To do. All lines of the material that contain "clone" must be copied out.
-=-=-=-=-
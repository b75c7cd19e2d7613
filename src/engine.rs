//! Asynchronous event intake
//!
//! The [`RiskEngine`] is the embedding application's handle. Callers hand it
//! login/logout/activity events from their hot path; the engine enqueues
//! them onto a fixed pool of workers and returns immediately. Events for the
//! same user always land on the same worker, so per-user history is applied
//! in submission order without any cross-worker coordination.

use std::collections::hash_map::DefaultHasher;
use std::hash::{Hash, Hasher};
use std::net::IpAddr;
use std::sync::atomic::{AtomicUsize, Ordering};
use std::sync::Arc;

use tokio::sync::mpsc;
use tokio::task::JoinHandle;

use crate::config::RiskConfig;
use crate::models::{LoginEvent, SessionRecord};
use crate::recorder::EventRecorder;

/// One queued unit of work
#[derive(Debug)]
enum Task {
    Login(LoginEvent),
    Logout { user_id: String, at: i64 },
    Activity { user_id: String, ip: IpAddr, at: i64 },
}

impl Task {
    fn user_id(&self) -> &str {
        match self {
            Task::Login(event) => &event.user_id,
            Task::Logout { user_id, .. } => user_id,
            Task::Activity { user_id, .. } => user_id,
        }
    }
}

/// Sharded worker pool over an [`EventRecorder`]
pub struct RiskEngine {
    recorder: Arc<EventRecorder>,
    senders: Vec<mpsc::Sender<Task>>,
    handles: Vec<JoinHandle<()>>,
    queued: Arc<AtomicUsize>,
}

impl RiskEngine {
    /// Spawn the worker pool. Worker count and queue capacity come from the
    /// recorder's runtime configuration.
    pub fn start(recorder: Arc<EventRecorder>) -> Self {
        let runtime = recorder.config_snapshot().runtime.clone();
        let worker_count = runtime.worker_count.max(1);
        let queued = Arc::new(AtomicUsize::new(0));

        let mut senders = Vec::with_capacity(worker_count);
        let mut handles = Vec::with_capacity(worker_count);

        for worker in 0..worker_count {
            let (tx, rx) = mpsc::channel(runtime.queue_capacity.max(1));
            senders.push(tx);
            handles.push(tokio::spawn(Self::worker_loop(
                worker,
                recorder.clone(),
                rx,
                queued.clone(),
            )));
        }

        log::info!("risk engine started with {} workers", worker_count);

        RiskEngine {
            recorder,
            senders,
            handles,
            queued,
        }
    }

    async fn worker_loop(
        worker: usize,
        recorder: Arc<EventRecorder>,
        mut rx: mpsc::Receiver<Task>,
        queued: Arc<AtomicUsize>,
    ) {
        log::debug!("worker {} started", worker);

        while let Some(task) = rx.recv().await {
            queued.fetch_sub(1, Ordering::Relaxed);
            match task {
                Task::Login(event) => recorder.record_login(event).await,
                Task::Logout { user_id, at } => recorder.record_logout(&user_id, at),
                Task::Activity { user_id, ip, at } => {
                    recorder.update_activity(&user_id, ip, at)
                }
            }
        }

        log::debug!("worker {} stopped", worker);
    }

    /// Queue a successful login for recording. Never blocks; when the
    /// worker's queue is full the event is dropped with a warning.
    pub fn record_login(&self, user_id: impl Into<String>, ip: IpAddr, user_agent: impl Into<String>) {
        self.submit(Task::Login(LoginEvent {
            user_id: user_id.into(),
            ip,
            user_agent: user_agent.into(),
            timestamp: chrono::Utc::now().timestamp(),
        }));
    }

    /// Queue a login event with a caller-supplied timestamp
    pub fn record_login_event(&self, event: LoginEvent) {
        self.submit(Task::Login(event));
    }

    /// Queue a logout for the user's active sessions
    pub fn record_logout(&self, user_id: impl Into<String>) {
        self.submit(Task::Logout {
            user_id: user_id.into(),
            at: chrono::Utc::now().timestamp(),
        });
    }

    /// Queue an activity bump for the user's most recent session at this IP
    pub fn update_activity(&self, user_id: impl Into<String>, ip: IpAddr) {
        self.submit(Task::Activity {
            user_id: user_id.into(),
            ip,
            at: chrono::Utc::now().timestamp(),
        });
    }

    /// Force-close sessions immediately, bypassing the queue.
    ///
    /// Termination is an administrative action and must not wait behind
    /// queued telemetry.
    pub fn terminate_sessions(&self, user_id: &str, token_hash: Option<&str>) {
        self.recorder
            .terminate_sessions(user_id, token_hash, chrono::Utc::now().timestamp());
    }

    /// Swap the scoring configuration; applies to events recorded after the
    /// swap, not to events already queued ahead of it on busy workers.
    pub fn update_config(&self, config: RiskConfig) {
        self.recorder.update_config(config);
    }

    /// Re-evaluate the risk score of a persisted session record
    pub fn calculate_risk_score(&self, record: &SessionRecord) -> u8 {
        self.recorder.calculate_risk_score(record)
    }

    /// Events queued across all workers but not yet processed
    pub fn queue_depth(&self) -> usize {
        self.queued.load(Ordering::Relaxed)
    }

    /// Close the queues and wait for the workers to drain them
    pub async fn shutdown(self) {
        drop(self.senders);
        for handle in self.handles {
            if let Err(e) = handle.await {
                log::error!("worker task failed: {}", e);
            }
        }
        log::info!("risk engine stopped");
    }

    fn submit(&self, task: Task) {
        let shard = Self::shard_for(task.user_id(), self.senders.len());

        match self.senders[shard].try_send(task) {
            Ok(()) => {
                self.queued.fetch_add(1, Ordering::Relaxed);
            }
            Err(mpsc::error::TrySendError::Full(task)) => {
                log::warn!(
                    "worker {} queue full, dropping event for user {}",
                    shard,
                    task.user_id()
                );
            }
            Err(mpsc::error::TrySendError::Closed(task)) => {
                log::warn!(
                    "worker {} stopped, dropping event for user {}",
                    shard,
                    task.user_id()
                );
            }
        }
    }

    fn shard_for(user_id: &str, workers: usize) -> usize {
        let mut hasher = DefaultHasher::new();
        user_id.hash(&mut hasher);
        (hasher.finish() % workers as u64) as usize
    }
}

#[cfg(test)]
mod tests {
    use super::*;
    use crate::persistence::{SessionStore, SqliteSessionStore};
    use std::str::FromStr;
    use std::time::Duration;

    const UA: &str = "Mozilla/5.0 (Windows NT 10.0; Win64; x64) \
         AppleWebKit/537.36 (KHTML, like Gecko) Chrome/120.0.0.0 Safari/537.36";

    fn engine() -> (RiskEngine, Arc<SqliteSessionStore>) {
        let _ = env_logger::builder().is_test(true).try_init();
        let store = Arc::new(SqliteSessionStore::in_memory().unwrap());
        let recorder = Arc::new(EventRecorder::new(store.clone(), RiskConfig::default()));
        (RiskEngine::start(recorder), store)
    }

    fn ip(s: &str) -> IpAddr {
        IpAddr::from_str(s).unwrap()
    }

    async fn wait_for<F: Fn() -> bool>(condition: F) {
        for _ in 0..200 {
            if condition() {
                return;
            }
            tokio::time::sleep(Duration::from_millis(10)).await;
        }
        panic!("condition not reached within timeout");
    }

    #[tokio::test]
    async fn test_login_processed_by_worker() {
        let (engine, store) = engine();

        engine.record_login("alice", ip("1.1.1.1"), UA);
        wait_for(|| !store.recent_sessions("alice", 1).unwrap().is_empty()).await;

        let sessions = store.recent_sessions("alice", 1).unwrap();
        assert_eq!(sessions[0].user_id, "alice");
        assert!(sessions[0].is_active);

        engine.shutdown().await;
    }

    #[tokio::test]
    async fn test_same_user_events_in_order() {
        let (engine, store) = engine();

        // Ten logins then a logout; FIFO per user means all sessions close
        for i in 0..10 {
            engine.record_login_event(LoginEvent {
                user_id: "alice".to_string(),
                ip: ip("1.1.1.1"),
                user_agent: UA.to_string(),
                timestamp: 1705312800 + i,
            });
        }
        engine.record_logout("alice");

        wait_for(|| store.count_active_sessions("alice").unwrap() == 0).await;
        assert_eq!(store.recent_sessions("alice", 20).unwrap().len(), 10);

        engine.shutdown().await;
    }

    #[tokio::test]
    async fn test_queue_depth_drains_to_zero() {
        let (engine, store) = engine();

        for user in ["alice", "bob", "carol"] {
            engine.record_login(user, ip("1.1.1.1"), UA);
        }

        wait_for(|| {
            !store.recent_sessions("carol", 1).unwrap().is_empty()
                && engine.queue_depth() == 0
        })
        .await;

        engine.shutdown().await;
    }

    #[tokio::test]
    async fn test_terminate_bypasses_queue() {
        let (engine, store) = engine();

        engine.record_login("alice", ip("1.1.1.1"), UA);
        wait_for(|| store.count_active_sessions("alice").unwrap() == 1).await;

        engine.terminate_sessions("alice", None);
        assert_eq!(store.count_active_sessions("alice").unwrap(), 0);

        engine.shutdown().await;
    }

    #[tokio::test]
    async fn test_shutdown_drains_pending_events() {
        let (engine, store) = engine();

        for i in 0..5 {
            engine.record_login_event(LoginEvent {
                user_id: format!("user-{}", i),
                ip: ip("1.1.1.1"),
                user_agent: UA.to_string(),
                timestamp: 1705312800,
            });
        }
        engine.shutdown().await;

        for i in 0..5 {
            let user = format!("user-{}", i);
            assert_eq!(store.recent_sessions(&user, 1).unwrap().len(), 1);
        }
    }

    #[tokio::test]
    async fn test_activity_update_through_engine() {
        let (engine, store) = engine();

        engine.record_login_event(LoginEvent {
            user_id: "alice".to_string(),
            ip: ip("1.1.1.1"),
            user_agent: UA.to_string(),
            timestamp: 1000,
        });
        engine.update_activity("alice", ip("1.1.1.1"));

        wait_for(|| {
            store
                .recent_sessions("alice", 1)
                .unwrap()
                .first()
                .map(|s| s.last_activity > 1000)
                .unwrap_or(false)
        })
        .await;

        engine.shutdown().await;
    }

    #[test]
    fn test_shard_stable() {
        assert_eq!(
            RiskEngine::shard_for("alice", 4),
            RiskEngine::shard_for("alice", 4)
        );
        assert!(RiskEngine::shard_for("alice", 4) < 4);
        assert_eq!(RiskEngine::shard_for("anyone", 1), 0);
    }
}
-=-=-=-=-
Result of the task.
        let runtime = recorder.config_snapshot().runtime.clone();
                recorder.clone(),
                queued.clone(),
        let recorder = Arc::new(EventRecorder::new(store.clone(), RiskConfig::default()));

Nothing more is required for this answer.